In this chapter we review
trauma-related studies involving
epinephrine (E),
norepinephrine (NE), and
serotonin (5-HT). Central
catecholamine neurons seem to play a critical role in level of alertness, vigilance, orienting, selective attention, memory, fear conditioning, and cardiovascular responses to life-threatening stimuli. Evidence of
catecholamine dysregulation in
post-traumatic stress disorder (
PTSD) includes exaggerated increases in heart rate and blood pressure when exposed to visual and auditory reminders of
trauma, elevated 24-hour urine
catecholamine excretion, decreased platelet
alpha-2 adrenergic receptor number, exaggerated behavioral, cardiovascular, and biochemical responses to IY
yohimbine, decreased cortical brain metabolism secondary to IV
yohimbine, and clinical efficacy of
adrenergic blocking agents.
Serotonin seems to play numerous roles in the central nervous system, including regulation of sleep, aggression, appetite, cardiovascular and respiratory activity, motor output, anxiety, mood, neuroendocrine secretion, and
analgesia.
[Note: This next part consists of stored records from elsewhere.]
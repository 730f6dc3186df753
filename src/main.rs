use actix_web::{
    self,
    middleware::{from_fn, Logger},
    web, App, HttpServer,
};
use std::sync::{Arc, LazyLock};

use crate::{
    configs::{connect_database, connect_redis},
    constants::StoreBackend,
    middlewares::authentication,
    modules::{
        conversation::repository_pg::ConversationRepositoryPg,
        notification::notifier::RedisNotifier,
        relationship::{
            fanout::{FanoutQueue, NotificationFanout, RetryPolicy},
            repository::RelationshipStore,
            repository_memory::RelationshipStoreMemory,
            repository_pg::RelationshipRepositoryPg,
            service::RelationshipService,
        },
        user::repository_pg::UserRepositoryPg,
    },
};

mod api;
mod configs;
mod constants;
mod middlewares;
mod modules;
#[cfg(test)]
mod test;
mod utils;

pub static ENV: LazyLock<constants::Env> = LazyLock::new(|| {
    dotenvy::dotenv().ok();
    env_logger::init();
    log::info!("Environment variables loaded from .env file");
    constants::Env::default()
});

#[actix_web::get("/")]
async fn health_check() -> &'static str {
    "Server is running"
}

#[actix_web::main]
async fn main() -> std::io::Result<()> {
    let db_pool =
        connect_database().await.map_err(|_| std::io::Error::other("Database connection error"))?;

    sqlx::migrate!("./migrations")
        .run(&db_pool)
        .await
        .map_err(|e| std::io::Error::other(format!("Migration error: {e}")))?;

    let redis_pool =
        connect_redis().map_err(|_| std::io::Error::other("Redis connection error"))?;

    let user_repo = Arc::new(UserRepositoryPg::new(db_pool.clone()));
    let store: Arc<dyn RelationshipStore> = match ENV.relationship_store {
        StoreBackend::Postgres => Arc::new(RelationshipRepositoryPg::new(db_pool.clone())),
        StoreBackend::Memory => {
            log::warn!("Relationships are kept in memory and will not survive a restart");
            Arc::new(RelationshipStoreMemory::new())
        }
    };

    let (queue, receiver) = FanoutQueue::channel();
    let fanout = NotificationFanout::with_dependencies(
        user_repo.clone(),
        Arc::new(RedisNotifier::new(redis_pool)),
        Arc::new(ConversationRepositoryPg::new(db_pool.clone())),
        RetryPolicy { max_attempts: ENV.fanout_max_attempts, backoff: ENV.fanout_retry_backoff },
    );
    let fanout_worker = fanout.spawn(receiver);

    let relationship_service =
        RelationshipService::with_dependencies(store, user_repo, queue, ENV.store_timeout);

    log::info!("Starting server at http://{}:{}", ENV.ip.as_str(), ENV.port);
    let server = HttpServer::new(move || {
        App::new()
            .wrap(Logger::default())
            .app_data(web::Data::new(relationship_service.clone()))
            .service(health_check)
            .service(
                web::scope("/api")
                    .wrap(from_fn(authentication))
                    .configure(modules::relationship::route::configure),
            )
    })
    .bind((ENV.ip.as_str(), ENV.port))?
    .workers(2)
    .run();

    server.await?;

    // Queue handles go away with the server's app data; give the worker time to drain.
    match tokio::time::timeout(ENV.store_timeout, fanout_worker).await {
        Ok(Ok(())) => {}
        Ok(Err(e)) => log::error!("Fanout worker ended abnormally: {}", e),
        Err(_) => log::warn!("Fanout worker still busy at shutdown, pending notifications dropped"),
    }
    Ok(())
}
Evidence of serotonergic dysregulation in
PTSD includes frequent symptoms of aggression, impulsivity, depression and suicidality, decreased platelet
paroxetine binding, blunted
prolactin response to
fenfluramine, exaggerated reactivity to m-chloro-phenyl-
piperazine, and clinical efficacy of
serotonin reuptake inhibitors. It has been suggested that alterations in NE, E, and
5-HT may have relevance for symptoms commonly seen in survivors with
PTSD, including hypervigilance, exaggerated startle, irritability, impulsivity, aggression, intrusive memories, depressed mood, and suicidality.